## 18.6 Multiple Imputation (MI)

### 18.6.1 Goals

• Accurately reflect available information
• Avoid bias in estimates of quantities of interest
• Estimation could involve explicit or implicit model
• Accurately reflect uncertainty due to missingness

### 18.6.2 Technique

1. For each missing value, impute $$m$$ estimates (usually $$m$$ = 5)
• Imputation method must include a random component
2. Create $$m$$ complete data sets
3. Perform desired analysis on each of the $$m$$ complete data sets
4. Combine final estimates in a manner that accounts for the between, and within imputation variance. Diagram of Multiple Imputation process. Credit: https://stefvanbuuren.name/fimd/sec-nutshell.html

### 18.6.3 MI as a paradigm

• Logic: “Average over” uncertainty, don’t assume most likely scenario (single imputation) covers all plausible scenarios
• Principle: Want nominal 95% intervals to cover targets of estimation 95% of the time
• Simulation studies show that, when MAR assumption holds:
• Proper imputations will yield close to nominal coverage (Rubin 87)
• Improvement over single imputation is meaningful
• Number of imputations can be modest - even 2 adequate for many purposes, so 5 is plenty

Rubin 87: Multiple Imputation for Nonresponse in Surveys, Wiley, 1987).

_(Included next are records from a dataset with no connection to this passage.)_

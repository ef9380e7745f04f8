//! Manifest parsing, validation, and derivation
//!
//! The manifest file is an XML document describing the remotes and
//! projects that make up a workspace. This module owns every string it
//! produces: a `Manifest` has no borrowed lifetime and no retained
//! document, so copies, subtractions, and filtered views are plain
//! value clones.

use std::fmt::Write as _;

use quick_xml::events::Event;
use quick_xml::Reader;
use serde::Deserialize;
use thiserror::Error;
use tracing::warn;

use crate::core::group::GroupFilter;

/// Errors that can occur when loading or validating a manifest.
#[derive(Error, Debug)]
pub enum ManifestError {
    #[error("failed to read manifest file: {0}")]
    Io(#[from] std::io::Error),

    #[error("failed to parse manifest XML: {0}")]
    Parse(#[from] quick_xml::DeError),

    #[error("remote has no name")]
    RemoteMissingName,

    #[error("remote '{0}' has no fetch URL")]
    RemoteMissingFetch(String),

    #[error("project at index {0} has no path")]
    ProjectMissingPath(usize),

    #[error("project '{0}' has no name")]
    ProjectMissingName(String),

    #[error("project '{path}' references unknown remote '{remote}'")]
    UnknownRemote { path: String, remote: String },

    #[error("project '{0}' resolves to an empty revision")]
    ProjectMissingRevision(String),

    #[error("copyfile on project '{0}' is missing src or dest")]
    CopyfileIncomplete(String),

    #[error("failed to look up current commit for '{path}': {source}")]
    SnapshotLookup {
        path: String,
        #[source]
        source: anyhow::Error,
    },
}

/// A named remote base URL.
#[derive(Debug, Clone, PartialEq, Eq)]
pub struct Remote {
    pub name: String,
    pub fetch: String,
}

/// A file to copy out of a project's working tree after sync.
#[derive(Debug, Clone, PartialEq, Eq)]
pub struct Copyfile {
    pub source: String,
    pub dest: String,
}

/// A single project entry, fully resolved (no more default fallbacks to apply).
#[derive(Debug, Clone, PartialEq, Eq)]
pub struct Project {
    pub path: String,
    pub name: String,
    pub remote_url: String,
    pub remote_name: String,
    pub revision: String,
    pub copyfiles: Vec<Copyfile>,
    pub groups: Vec<String>,
}

/// A parsed, fully-resolved manifest: owned remotes and projects, no
/// lifetime tying it back to an XML document.
#[derive(Debug, Clone, Default, PartialEq, Eq)]
pub struct Manifest {
    pub remotes: Vec<Remote>,
    pub projects: Vec<Project>,
}

impl Manifest {
    pub fn empty() -> Self {
        Self::default()
    }

    pub fn remote(&self, name: &str) -> Option<&Remote> {
        self.remotes.iter().find(|r| r.name == name)
    }

    /// `a.subtract(b)`: projects of `a` whose path is absent from `b`,
    /// preserving `a`'s order. Remotes come from `a`.
    pub fn subtract(&self, other: &Manifest) -> Manifest {
        let projects = self
            .projects
            .iter()
            .filter(|p| !other.projects.iter().any(|o| o.path == p.path))
            .cloned()
            .collect();
        Manifest {
            remotes: self.remotes.clone(),
            projects,
        }
    }

    /// Projects included by `filter`, per the group filter algebra.
    pub fn filter_groups(&self, filter: &GroupFilter) -> Manifest {
        let projects = self
            .projects
            .iter()
            .filter(|p| filter.includes(&p.groups))
            .cloned()
            .collect();
        Manifest {
            remotes: self.remotes.clone(),
            projects,
        }
    }

    /// Parse a manifest document, applying `<default>` fallback
    /// resolution and validating every invariant from the data model.
    pub fn parse(xml: &str) -> Result<Manifest, ManifestError> {
        let doc: XmlDocument = quick_xml::de::from_str(xml)?;
        warn_unknown_project_children(xml);
        doc.manifest.into_manifest()
    }

    /// Serialize to the on-disk snapshot XML format, replacing each
    /// project's `revision` with its current commit as reported by
    /// `current_commit`.
    pub fn write_snapshot(
        &self,
        mut current_commit: impl FnMut(&str) -> anyhow::Result<String>,
    ) -> Result<String, ManifestError> {
        let mut out = String::new();
        out.push_str("<?xml version=\"1.0\" encoding=\"UTF-8\"?>\n");
        out.push_str("<manifest>\n");

        for remote in &self.remotes {
            let _ = writeln!(
                out,
                "  <remote name=\"{}\" fetch=\"{}\" />",
                xml_escape(&remote.name),
                xml_escape(&remote.fetch)
            );
        }

        for project in &self.projects {
            let commit =
                current_commit(&project.path).map_err(|source| ManifestError::SnapshotLookup {
                    path: project.path.clone(),
                    source,
                })?;

            let _ = write!(
                out,
                "  <project path=\"{}\" name=\"{}\" remote=\"{}\" revision=\"{}\"",
                xml_escape(&project.path),
                xml_escape(&project.name),
                xml_escape(&project.remote_name),
                xml_escape(&commit)
            );
            if !project.groups.is_empty() {
                let _ = write!(out, " groups=\"{}\"", xml_escape(&project.groups.join(",")));
            }

            if project.copyfiles.is_empty() {
                out.push_str(" />\n");
            } else {
                out.push_str(">\n");
                for cf in &project.copyfiles {
                    let _ = writeln!(
                        out,
                        "    <copyfile src=\"{}\" dest=\"{}\" />",
                        xml_escape(&cf.source),
                        xml_escape(&cf.dest)
                    );
                }
                out.push_str("  </project>\n");
            }
        }

        out.push_str("</manifest>\n");
        Ok(out)
    }
}

fn xml_escape(value: &str) -> String {
    value
        .replace('&', "&amp;")
        .replace('<', "&lt;")
        .replace('>', "&gt;")
        .replace('"', "&quot;")
}

#[derive(Debug, Deserialize)]
struct XmlDocument {
    manifest: XmlManifest,
}

#[derive(Debug, Deserialize, Default)]
#[serde(deny_unknown_fields)]
struct XmlManifest {
    #[serde(rename = "remote", default)]
    remotes: Vec<XmlRemote>,
    #[serde(rename = "default")]
    default: Option<XmlDefault>,
    #[serde(rename = "project", default)]
    projects: Vec<XmlProject>,
}

#[derive(Debug, Deserialize)]
struct XmlRemote {
    #[serde(rename = "@name")]
    name: Option<String>,
    #[serde(rename = "@fetch")]
    fetch: Option<String>,
}

#[derive(Debug, Deserialize)]
struct XmlDefault {
    #[serde(rename = "@revision")]
    revision: Option<String>,
    #[serde(rename = "@remote")]
    remote: Option<String>,
}

#[derive(Debug, Deserialize)]
struct XmlProject {
    #[serde(rename = "@path")]
    path: Option<String>,
    #[serde(rename = "@name")]
    name: Option<String>,
    #[serde(rename = "@remote")]
    remote: Option<String>,
    #[serde(rename = "@revision")]
    revision: Option<String>,
    #[serde(rename = "@groups")]
    groups: Option<String>,
    #[serde(rename = "copyfile", default)]
    copyfiles: Vec<XmlCopyfile>,
}

#[derive(Debug, Deserialize)]
struct XmlCopyfile {
    #[serde(rename = "@src")]
    src: Option<String>,
    #[serde(rename = "@dest")]
    dest: Option<String>,
}

/// Walk the raw document and log a warning for any `<project>` child tag
/// other than `<copyfile>` — these are silently dropped by `XmlProject`'s
/// serde deserialization, so this is the only place they're surfaced.
fn warn_unknown_project_children(xml: &str) {
    let mut reader = Reader::from_str(xml);
    reader.config_mut().trim_text(true);

    let mut depth: i32 = 0;
    let mut project_depth: Option<i32> = None;
    let mut buf = Vec::new();

    loop {
        match reader.read_event_into(&mut buf) {
            Ok(Event::Start(e)) => {
                let name = String::from_utf8_lossy(e.name().as_ref()).into_owned();
                warn_if_unknown_child(&name, depth, project_depth);
                if name == "project" {
                    project_depth = Some(depth);
                }
                depth += 1;
            }
            Ok(Event::Empty(e)) => {
                let name = String::from_utf8_lossy(e.name().as_ref()).into_owned();
                warn_if_unknown_child(&name, depth, project_depth);
            }
            Ok(Event::End(_)) => {
                depth -= 1;
                if project_depth == Some(depth) {
                    project_depth = None;
                }
            }
            Ok(Event::Eof) => break,
            Err(_) => break,
            _ => {}
        }
        buf.clear();
    }
}

fn warn_if_unknown_child(name: &str, depth: i32, project_depth: Option<i32>) {
    if project_depth == Some(depth - 1) && name != "copyfile" {
        warn!("unknown <project> sub-tag '<{name}>' ignored");
    }
}

impl XmlManifest {
    fn into_manifest(self) -> Result<Manifest, ManifestError> {
        let mut remotes = Vec::with_capacity(self.remotes.len());
        for r in self.remotes {
            let name = r.name.ok_or(ManifestError::RemoteMissingName)?;
            let fetch = r
                .fetch
                .ok_or_else(|| ManifestError::RemoteMissingFetch(name.clone()))?;
            remotes.push(Remote { name, fetch });
        }

        let default_remote = self
            .default
            .as_ref()
            .and_then(|d| d.remote.clone())
            .or_else(|| remotes.first().map(|r| r.name.clone()));
        let default_revision = self.default.as_ref().and_then(|d| d.revision.clone());

        let mut projects = Vec::with_capacity(self.projects.len());
        for (index, p) in self.projects.into_iter().enumerate() {
            let path = p.path.ok_or(ManifestError::ProjectMissingPath(index))?;
            let name = p
                .name
                .ok_or_else(|| ManifestError::ProjectMissingName(path.clone()))?;

            let remote_name = p
                .remote
                .or_else(|| default_remote.clone())
                .ok_or_else(|| ManifestError::UnknownRemote {
                    path: path.clone(),
                    remote: String::new(),
                })?;
            let remote = remotes.iter().find(|r| r.name == remote_name).ok_or_else(|| {
                ManifestError::UnknownRemote {
                    path: path.clone(),
                    remote: remote_name.clone(),
                }
            })?;

            let revision = p
                .revision
                .or_else(|| default_revision.clone())
                .ok_or_else(|| ManifestError::ProjectMissingRevision(path.clone()))?;
            if revision.is_empty() {
                return Err(ManifestError::ProjectMissingRevision(path));
            }

            let groups = match p.groups {
                Some(g) if !g.is_empty() => g.split(',').map(|s| s.trim().to_string()).collect(),
                _ => Vec::new(),
            };

            let mut copyfiles = Vec::with_capacity(p.copyfiles.len());
            for cf in p.copyfiles {
                let (Some(source), Some(dest)) = (cf.src, cf.dest) else {
                    return Err(ManifestError::CopyfileIncomplete(path.clone()));
                };
                copyfiles.push(Copyfile { source, dest });
            }

            projects.push(Project {
                path,
                name,
                remote_url: remote.fetch.clone(),
                remote_name: remote.name.clone(),
                revision,
                copyfiles,
                groups,
            });
        }

        Ok(Manifest { remotes, projects })
    }
}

### 18.6.4 Inference on MI

Consider $$m$$ imputed data sets. For some quantity of interest $$Q$$ with squared $$SE = U$$, calculate $$Q_{1}, Q_{2}, \ldots, Q_{m}$$ and $$U_{1}, U_{2}, \ldots, U_{m}$$ (e.g., carry out $$m$$ regression analyses, obtain point estimates and SE from each).

Then calculate the average estimate $$\bar{Q}$$, the average variance $$\bar{U}$$, and the variance of the averages $$B$$.

\begin{aligned} \bar{Q} & = \sum^{m}_{i=1}Q_{i}/m \\ \bar{U} & = \sum^{m}_{i=1}U_{i}/m \\ B & = \frac{1}{m-1}\sum^{m}_{i=1}(Q_{i}-\bar{Q})^2 \end{aligned}

Then $$T = \bar{U} + \frac{m+1}{m}B$$ is the estimated total variance of $$\bar{Q}$$.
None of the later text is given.